### DATA FOR THE TASK
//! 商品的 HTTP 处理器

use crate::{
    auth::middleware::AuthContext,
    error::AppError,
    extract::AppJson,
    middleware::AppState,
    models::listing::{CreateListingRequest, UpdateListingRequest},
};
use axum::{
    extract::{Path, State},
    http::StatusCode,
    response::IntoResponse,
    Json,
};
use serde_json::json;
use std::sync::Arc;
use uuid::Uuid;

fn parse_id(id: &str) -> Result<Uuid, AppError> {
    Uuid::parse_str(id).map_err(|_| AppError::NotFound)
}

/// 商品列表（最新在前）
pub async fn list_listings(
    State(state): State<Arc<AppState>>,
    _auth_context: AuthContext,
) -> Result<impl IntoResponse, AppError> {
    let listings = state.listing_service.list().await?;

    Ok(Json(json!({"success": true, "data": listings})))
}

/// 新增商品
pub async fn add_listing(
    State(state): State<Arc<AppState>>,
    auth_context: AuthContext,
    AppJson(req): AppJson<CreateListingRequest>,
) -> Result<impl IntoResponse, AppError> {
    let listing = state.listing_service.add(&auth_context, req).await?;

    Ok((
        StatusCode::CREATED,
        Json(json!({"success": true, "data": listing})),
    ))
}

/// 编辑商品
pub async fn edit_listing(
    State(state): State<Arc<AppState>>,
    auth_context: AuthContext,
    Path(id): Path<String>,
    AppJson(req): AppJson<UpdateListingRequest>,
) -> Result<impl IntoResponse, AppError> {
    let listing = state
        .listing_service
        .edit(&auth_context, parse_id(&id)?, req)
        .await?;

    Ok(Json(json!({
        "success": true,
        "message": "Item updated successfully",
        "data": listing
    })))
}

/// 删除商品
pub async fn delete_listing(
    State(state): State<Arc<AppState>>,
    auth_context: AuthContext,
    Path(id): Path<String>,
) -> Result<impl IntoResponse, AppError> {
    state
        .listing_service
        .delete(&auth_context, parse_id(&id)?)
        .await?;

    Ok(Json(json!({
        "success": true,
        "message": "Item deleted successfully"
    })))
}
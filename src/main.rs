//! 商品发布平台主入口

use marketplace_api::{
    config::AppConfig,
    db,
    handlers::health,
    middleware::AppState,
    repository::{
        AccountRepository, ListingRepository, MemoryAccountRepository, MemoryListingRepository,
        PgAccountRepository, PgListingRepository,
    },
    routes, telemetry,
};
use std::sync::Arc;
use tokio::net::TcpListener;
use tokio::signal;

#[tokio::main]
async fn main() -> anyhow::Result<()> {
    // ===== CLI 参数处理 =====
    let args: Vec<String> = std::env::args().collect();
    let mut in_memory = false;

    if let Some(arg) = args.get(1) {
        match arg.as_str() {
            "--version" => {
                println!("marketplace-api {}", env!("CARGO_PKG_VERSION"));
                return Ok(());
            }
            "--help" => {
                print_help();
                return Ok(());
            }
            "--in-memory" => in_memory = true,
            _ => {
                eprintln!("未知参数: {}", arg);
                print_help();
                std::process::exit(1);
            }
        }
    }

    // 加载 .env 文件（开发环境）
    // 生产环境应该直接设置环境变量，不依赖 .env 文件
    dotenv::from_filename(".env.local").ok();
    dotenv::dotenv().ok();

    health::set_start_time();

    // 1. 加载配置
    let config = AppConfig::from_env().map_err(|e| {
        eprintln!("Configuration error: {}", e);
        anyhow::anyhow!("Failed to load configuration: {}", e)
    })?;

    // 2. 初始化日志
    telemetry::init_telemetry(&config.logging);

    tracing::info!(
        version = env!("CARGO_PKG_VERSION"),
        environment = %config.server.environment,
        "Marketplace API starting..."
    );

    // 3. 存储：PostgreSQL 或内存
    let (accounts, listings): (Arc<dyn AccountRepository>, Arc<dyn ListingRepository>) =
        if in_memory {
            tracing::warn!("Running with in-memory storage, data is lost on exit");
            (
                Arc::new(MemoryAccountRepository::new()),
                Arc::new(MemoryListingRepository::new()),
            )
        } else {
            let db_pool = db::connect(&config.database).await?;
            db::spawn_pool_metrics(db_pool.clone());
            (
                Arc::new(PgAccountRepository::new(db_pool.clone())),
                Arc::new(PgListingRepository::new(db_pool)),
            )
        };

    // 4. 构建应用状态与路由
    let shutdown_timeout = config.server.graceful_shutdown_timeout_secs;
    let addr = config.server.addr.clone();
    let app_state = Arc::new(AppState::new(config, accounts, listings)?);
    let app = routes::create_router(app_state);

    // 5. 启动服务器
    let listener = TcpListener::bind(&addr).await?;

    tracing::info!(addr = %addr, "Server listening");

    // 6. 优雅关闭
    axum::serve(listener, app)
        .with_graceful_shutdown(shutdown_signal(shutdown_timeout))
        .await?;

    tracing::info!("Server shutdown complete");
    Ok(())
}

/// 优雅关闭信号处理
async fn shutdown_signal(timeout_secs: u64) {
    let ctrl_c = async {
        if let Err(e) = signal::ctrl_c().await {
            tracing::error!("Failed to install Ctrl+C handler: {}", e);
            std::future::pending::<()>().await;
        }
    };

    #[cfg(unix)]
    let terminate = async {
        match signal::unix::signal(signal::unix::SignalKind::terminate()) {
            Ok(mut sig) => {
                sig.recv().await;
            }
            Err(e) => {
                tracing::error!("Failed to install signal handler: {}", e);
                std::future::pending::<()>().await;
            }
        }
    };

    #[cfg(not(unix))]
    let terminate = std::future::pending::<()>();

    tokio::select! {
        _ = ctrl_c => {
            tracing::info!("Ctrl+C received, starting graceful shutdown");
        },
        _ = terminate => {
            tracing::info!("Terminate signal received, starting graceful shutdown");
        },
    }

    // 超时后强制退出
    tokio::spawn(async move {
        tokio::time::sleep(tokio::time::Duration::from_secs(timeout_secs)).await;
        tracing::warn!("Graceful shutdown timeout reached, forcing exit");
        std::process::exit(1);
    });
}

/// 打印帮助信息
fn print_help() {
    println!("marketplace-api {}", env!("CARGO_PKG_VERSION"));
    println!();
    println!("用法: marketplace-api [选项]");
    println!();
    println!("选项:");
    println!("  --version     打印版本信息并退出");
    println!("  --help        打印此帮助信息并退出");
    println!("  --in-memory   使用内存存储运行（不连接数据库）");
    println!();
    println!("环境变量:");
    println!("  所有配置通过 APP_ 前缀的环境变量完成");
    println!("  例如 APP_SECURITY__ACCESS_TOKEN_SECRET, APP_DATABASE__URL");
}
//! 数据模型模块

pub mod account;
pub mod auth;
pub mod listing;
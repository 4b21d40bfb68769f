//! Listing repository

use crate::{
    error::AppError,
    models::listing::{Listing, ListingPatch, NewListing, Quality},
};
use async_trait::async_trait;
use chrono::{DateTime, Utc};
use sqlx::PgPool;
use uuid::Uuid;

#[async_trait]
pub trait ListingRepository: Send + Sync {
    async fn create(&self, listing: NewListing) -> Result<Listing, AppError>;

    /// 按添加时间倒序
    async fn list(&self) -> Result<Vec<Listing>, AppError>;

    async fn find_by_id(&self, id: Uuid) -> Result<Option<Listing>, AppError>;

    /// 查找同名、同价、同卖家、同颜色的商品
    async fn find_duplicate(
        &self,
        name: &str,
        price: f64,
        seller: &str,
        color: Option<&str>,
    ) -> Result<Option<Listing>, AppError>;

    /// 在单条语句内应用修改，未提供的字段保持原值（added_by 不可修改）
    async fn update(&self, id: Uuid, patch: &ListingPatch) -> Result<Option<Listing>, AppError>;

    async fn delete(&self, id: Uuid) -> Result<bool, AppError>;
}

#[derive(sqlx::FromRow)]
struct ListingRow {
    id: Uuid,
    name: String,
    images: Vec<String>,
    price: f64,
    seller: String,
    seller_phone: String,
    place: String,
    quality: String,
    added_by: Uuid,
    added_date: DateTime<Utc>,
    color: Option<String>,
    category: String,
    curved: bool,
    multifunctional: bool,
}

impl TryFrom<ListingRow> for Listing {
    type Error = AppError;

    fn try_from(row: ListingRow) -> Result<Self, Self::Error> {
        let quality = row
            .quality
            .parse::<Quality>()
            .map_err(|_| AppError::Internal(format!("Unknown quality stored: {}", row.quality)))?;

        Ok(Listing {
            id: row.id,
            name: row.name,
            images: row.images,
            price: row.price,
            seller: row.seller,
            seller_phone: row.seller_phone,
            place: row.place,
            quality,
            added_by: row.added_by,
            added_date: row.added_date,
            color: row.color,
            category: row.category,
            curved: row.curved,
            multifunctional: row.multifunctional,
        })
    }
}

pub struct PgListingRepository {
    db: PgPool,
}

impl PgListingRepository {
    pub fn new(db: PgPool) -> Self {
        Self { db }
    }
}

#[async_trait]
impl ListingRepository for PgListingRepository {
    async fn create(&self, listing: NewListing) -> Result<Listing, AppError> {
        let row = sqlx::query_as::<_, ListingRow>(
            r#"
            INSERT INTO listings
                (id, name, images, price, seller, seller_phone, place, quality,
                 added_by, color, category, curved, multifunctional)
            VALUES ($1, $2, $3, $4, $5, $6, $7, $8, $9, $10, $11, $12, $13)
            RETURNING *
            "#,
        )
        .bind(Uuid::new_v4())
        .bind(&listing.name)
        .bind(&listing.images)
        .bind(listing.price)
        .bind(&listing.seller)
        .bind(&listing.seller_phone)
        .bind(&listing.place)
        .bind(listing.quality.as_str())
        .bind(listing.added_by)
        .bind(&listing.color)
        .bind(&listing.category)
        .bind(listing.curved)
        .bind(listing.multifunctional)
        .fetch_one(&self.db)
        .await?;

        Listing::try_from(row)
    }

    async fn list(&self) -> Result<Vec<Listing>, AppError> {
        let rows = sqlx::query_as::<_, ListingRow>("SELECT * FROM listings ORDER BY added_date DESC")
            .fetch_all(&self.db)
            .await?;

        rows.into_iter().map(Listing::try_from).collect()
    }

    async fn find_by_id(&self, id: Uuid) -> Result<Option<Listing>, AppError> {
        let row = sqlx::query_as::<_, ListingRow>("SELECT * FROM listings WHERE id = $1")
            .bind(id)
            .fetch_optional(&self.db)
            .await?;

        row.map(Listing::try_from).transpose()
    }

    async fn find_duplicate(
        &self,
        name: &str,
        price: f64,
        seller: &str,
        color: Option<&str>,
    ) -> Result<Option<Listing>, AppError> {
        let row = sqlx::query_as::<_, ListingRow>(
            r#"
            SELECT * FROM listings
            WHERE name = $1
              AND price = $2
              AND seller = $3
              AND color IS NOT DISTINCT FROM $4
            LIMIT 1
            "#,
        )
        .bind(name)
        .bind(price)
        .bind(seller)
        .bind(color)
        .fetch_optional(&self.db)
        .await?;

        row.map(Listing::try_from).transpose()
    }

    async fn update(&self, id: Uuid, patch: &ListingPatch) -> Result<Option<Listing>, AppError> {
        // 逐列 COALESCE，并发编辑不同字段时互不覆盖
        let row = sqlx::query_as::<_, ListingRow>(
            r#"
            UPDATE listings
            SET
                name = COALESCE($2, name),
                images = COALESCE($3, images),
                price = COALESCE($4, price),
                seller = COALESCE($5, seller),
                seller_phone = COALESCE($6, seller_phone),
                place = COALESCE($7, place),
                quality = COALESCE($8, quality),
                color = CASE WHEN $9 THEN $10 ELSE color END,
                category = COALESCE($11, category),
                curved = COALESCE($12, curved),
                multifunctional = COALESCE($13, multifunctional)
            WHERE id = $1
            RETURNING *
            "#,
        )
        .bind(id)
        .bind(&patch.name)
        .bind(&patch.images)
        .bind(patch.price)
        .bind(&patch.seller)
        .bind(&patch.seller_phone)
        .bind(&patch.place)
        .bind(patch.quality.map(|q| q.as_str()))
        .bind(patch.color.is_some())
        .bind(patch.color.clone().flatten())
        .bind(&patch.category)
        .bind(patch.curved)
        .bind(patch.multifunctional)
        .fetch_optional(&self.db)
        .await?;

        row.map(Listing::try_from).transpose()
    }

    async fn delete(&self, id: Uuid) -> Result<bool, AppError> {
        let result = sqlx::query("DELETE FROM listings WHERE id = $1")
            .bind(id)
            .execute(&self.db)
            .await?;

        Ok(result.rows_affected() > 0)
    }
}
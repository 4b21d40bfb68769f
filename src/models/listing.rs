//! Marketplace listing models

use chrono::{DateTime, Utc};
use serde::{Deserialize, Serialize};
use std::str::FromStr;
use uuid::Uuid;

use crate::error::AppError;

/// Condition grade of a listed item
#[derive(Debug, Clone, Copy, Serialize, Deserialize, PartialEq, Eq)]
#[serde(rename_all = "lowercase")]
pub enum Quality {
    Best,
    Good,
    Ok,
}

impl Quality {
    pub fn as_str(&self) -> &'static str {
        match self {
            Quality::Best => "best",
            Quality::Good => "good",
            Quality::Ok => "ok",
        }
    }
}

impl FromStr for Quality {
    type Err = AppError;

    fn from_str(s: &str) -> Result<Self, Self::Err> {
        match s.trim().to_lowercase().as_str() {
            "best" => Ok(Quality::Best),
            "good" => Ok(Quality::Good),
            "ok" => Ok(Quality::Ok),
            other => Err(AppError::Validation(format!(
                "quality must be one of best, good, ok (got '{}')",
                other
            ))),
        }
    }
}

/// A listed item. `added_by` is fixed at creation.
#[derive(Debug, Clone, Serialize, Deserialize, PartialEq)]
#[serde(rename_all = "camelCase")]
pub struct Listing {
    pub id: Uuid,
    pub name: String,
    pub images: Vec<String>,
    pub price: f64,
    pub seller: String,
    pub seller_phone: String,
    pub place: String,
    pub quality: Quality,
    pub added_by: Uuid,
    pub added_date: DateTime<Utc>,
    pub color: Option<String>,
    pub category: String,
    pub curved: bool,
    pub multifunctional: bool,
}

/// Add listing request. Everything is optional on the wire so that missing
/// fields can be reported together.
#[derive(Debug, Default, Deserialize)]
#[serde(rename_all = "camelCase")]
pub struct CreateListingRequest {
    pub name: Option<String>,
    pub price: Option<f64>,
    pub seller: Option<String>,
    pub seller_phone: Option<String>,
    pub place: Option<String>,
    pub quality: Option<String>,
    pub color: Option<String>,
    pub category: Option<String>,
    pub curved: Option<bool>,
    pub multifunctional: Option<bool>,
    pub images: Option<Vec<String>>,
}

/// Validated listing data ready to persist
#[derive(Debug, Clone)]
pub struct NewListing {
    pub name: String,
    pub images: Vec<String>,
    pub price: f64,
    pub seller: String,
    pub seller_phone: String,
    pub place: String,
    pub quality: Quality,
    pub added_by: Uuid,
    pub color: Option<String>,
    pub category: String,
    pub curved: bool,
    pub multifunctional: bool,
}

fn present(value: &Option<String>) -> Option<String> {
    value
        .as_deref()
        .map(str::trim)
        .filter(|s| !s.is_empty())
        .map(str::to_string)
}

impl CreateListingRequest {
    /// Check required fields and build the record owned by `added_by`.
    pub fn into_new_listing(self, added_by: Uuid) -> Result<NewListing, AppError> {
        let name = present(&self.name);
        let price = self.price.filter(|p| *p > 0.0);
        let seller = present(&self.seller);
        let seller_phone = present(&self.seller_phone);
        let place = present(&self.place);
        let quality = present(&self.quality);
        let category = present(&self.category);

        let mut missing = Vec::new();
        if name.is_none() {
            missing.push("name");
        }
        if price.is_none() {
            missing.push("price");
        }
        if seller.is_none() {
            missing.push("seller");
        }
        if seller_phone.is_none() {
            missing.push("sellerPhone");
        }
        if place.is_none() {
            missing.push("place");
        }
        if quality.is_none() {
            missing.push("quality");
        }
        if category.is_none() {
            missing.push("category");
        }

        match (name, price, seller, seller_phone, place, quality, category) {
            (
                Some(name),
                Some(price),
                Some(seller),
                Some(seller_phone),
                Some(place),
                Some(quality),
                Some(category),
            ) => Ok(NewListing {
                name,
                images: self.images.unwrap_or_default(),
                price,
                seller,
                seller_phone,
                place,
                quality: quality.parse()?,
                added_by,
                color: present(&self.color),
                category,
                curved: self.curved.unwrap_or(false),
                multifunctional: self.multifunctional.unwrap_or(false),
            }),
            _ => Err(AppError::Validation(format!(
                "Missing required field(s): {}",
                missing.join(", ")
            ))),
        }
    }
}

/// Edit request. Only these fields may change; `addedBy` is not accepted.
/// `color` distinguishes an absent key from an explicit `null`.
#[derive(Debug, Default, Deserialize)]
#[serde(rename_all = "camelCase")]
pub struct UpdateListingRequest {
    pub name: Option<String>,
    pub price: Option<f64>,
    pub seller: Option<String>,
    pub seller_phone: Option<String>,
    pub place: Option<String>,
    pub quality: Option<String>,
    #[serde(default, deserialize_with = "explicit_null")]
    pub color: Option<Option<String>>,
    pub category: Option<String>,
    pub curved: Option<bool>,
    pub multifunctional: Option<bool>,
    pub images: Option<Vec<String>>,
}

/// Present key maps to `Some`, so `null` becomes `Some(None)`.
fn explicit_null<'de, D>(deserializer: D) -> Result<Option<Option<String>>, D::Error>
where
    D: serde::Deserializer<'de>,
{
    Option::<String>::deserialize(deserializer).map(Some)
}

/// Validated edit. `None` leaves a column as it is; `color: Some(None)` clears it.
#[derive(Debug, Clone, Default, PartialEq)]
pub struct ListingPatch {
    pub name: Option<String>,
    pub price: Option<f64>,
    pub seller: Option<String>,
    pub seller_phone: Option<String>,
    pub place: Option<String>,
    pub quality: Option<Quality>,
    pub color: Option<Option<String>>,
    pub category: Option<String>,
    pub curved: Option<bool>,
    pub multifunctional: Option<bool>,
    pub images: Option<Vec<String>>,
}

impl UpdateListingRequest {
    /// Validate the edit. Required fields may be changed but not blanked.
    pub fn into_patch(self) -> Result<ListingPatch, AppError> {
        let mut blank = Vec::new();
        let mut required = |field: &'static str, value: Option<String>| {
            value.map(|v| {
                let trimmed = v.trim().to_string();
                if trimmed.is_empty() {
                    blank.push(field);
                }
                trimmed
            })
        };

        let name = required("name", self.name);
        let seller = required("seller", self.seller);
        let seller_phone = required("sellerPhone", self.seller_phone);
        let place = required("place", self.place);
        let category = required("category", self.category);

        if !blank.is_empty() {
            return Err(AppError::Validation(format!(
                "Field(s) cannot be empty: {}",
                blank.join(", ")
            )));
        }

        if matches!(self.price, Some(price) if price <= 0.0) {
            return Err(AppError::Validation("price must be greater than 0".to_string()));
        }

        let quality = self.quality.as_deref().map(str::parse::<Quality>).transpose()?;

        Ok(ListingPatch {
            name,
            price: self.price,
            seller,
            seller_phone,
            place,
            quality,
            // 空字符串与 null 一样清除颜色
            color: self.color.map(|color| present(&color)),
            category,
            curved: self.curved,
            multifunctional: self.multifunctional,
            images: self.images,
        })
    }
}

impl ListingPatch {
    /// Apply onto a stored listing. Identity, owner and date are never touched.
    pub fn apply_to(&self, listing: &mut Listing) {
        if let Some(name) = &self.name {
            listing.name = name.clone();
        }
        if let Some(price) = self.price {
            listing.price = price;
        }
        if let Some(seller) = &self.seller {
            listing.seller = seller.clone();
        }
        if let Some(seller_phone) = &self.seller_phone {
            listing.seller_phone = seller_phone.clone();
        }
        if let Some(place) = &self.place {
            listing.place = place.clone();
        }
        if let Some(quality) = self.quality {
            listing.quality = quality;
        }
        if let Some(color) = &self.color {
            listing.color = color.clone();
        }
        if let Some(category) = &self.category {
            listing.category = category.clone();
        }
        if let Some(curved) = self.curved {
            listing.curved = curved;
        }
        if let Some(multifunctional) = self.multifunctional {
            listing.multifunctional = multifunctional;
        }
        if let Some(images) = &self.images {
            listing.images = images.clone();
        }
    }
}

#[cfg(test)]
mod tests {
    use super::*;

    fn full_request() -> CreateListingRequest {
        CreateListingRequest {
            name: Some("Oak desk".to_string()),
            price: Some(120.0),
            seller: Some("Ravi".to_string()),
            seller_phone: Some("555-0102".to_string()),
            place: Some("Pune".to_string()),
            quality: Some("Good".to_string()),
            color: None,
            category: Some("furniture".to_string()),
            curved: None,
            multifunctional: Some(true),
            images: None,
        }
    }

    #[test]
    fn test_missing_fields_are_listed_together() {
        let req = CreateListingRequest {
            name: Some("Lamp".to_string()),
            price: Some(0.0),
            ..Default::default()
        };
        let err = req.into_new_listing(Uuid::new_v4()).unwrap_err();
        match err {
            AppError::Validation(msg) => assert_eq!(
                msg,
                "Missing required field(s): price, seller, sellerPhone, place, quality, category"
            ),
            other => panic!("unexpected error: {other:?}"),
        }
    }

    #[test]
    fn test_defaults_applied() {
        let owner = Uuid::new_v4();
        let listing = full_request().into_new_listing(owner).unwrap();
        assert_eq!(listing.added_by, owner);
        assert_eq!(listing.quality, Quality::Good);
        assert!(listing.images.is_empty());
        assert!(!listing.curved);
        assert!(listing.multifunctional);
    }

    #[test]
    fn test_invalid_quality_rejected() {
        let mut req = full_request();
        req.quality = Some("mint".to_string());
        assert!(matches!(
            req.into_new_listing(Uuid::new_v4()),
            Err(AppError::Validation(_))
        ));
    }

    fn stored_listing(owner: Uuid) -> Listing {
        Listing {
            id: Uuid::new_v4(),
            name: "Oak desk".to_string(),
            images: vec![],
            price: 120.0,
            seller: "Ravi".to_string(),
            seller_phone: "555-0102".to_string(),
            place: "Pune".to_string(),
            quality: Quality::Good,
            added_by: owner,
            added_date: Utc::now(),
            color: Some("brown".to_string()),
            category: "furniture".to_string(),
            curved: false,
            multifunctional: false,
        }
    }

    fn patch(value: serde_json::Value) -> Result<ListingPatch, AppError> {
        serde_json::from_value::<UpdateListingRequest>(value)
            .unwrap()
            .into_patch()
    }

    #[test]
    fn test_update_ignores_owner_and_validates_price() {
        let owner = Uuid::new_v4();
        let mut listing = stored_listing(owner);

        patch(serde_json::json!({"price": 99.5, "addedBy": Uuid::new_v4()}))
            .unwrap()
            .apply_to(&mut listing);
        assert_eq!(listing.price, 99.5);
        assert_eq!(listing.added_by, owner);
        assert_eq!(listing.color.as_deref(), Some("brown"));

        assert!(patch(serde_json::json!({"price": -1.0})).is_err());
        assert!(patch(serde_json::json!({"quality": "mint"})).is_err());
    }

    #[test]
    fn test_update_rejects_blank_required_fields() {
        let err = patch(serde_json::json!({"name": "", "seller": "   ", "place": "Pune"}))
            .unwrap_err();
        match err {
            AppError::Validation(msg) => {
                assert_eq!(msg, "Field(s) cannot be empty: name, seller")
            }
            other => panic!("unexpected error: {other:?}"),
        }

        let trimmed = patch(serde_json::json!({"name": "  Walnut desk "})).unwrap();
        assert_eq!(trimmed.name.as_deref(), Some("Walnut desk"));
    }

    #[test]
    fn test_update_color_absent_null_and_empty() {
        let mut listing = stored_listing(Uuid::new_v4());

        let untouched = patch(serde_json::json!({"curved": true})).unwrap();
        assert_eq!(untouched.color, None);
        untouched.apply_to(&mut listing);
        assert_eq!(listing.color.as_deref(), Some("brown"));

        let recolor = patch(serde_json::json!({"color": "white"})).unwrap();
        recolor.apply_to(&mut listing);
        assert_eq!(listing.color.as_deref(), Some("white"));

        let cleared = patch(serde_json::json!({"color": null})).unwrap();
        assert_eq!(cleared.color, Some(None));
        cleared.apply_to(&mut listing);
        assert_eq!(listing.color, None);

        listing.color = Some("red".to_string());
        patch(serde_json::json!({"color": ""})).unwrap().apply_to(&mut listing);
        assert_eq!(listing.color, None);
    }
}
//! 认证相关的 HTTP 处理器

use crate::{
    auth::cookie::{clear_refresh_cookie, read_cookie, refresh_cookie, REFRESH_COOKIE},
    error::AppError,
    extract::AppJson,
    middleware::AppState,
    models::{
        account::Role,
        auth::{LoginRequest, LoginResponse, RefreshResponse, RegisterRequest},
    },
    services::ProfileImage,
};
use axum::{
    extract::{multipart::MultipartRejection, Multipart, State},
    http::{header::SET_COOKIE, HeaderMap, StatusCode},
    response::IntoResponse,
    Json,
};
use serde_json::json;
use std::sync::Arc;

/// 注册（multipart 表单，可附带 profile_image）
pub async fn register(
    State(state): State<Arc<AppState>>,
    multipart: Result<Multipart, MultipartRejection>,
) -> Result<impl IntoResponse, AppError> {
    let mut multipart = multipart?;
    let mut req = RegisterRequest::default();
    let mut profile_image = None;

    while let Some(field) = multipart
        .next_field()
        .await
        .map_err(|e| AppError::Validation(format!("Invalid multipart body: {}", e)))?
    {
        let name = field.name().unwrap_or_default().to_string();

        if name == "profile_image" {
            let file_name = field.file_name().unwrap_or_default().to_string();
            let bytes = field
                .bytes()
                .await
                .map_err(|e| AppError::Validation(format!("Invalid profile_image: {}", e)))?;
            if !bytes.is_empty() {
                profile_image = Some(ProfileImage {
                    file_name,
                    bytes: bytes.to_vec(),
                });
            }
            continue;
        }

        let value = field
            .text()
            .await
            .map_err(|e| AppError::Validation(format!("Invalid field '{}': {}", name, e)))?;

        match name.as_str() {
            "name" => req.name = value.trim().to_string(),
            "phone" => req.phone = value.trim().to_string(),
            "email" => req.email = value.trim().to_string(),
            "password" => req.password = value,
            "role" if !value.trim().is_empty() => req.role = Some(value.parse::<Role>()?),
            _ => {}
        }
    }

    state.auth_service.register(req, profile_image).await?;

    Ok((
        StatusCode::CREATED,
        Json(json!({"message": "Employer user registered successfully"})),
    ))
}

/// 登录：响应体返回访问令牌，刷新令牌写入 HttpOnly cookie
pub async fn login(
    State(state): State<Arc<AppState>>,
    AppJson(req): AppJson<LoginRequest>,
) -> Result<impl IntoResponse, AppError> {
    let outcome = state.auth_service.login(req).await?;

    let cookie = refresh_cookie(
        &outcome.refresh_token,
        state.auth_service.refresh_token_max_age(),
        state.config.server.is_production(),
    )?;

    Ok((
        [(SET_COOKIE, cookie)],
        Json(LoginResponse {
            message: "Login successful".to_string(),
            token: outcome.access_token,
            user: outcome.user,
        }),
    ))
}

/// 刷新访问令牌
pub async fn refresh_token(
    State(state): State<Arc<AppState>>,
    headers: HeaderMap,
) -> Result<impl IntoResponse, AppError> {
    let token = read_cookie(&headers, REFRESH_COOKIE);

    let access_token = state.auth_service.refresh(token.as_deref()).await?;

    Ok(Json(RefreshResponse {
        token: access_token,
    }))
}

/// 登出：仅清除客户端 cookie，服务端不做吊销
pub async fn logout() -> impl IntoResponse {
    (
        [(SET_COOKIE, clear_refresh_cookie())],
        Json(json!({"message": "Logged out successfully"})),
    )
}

### TASK DESCRIPTION
If a line in the entries above contains the word "outcome", copy it.

### SOLUTION
    let outcome = state.auth_service.login(req).await?;
        &outcome.refresh_token,
            token: outcome.access_token,
            user: outcome.user,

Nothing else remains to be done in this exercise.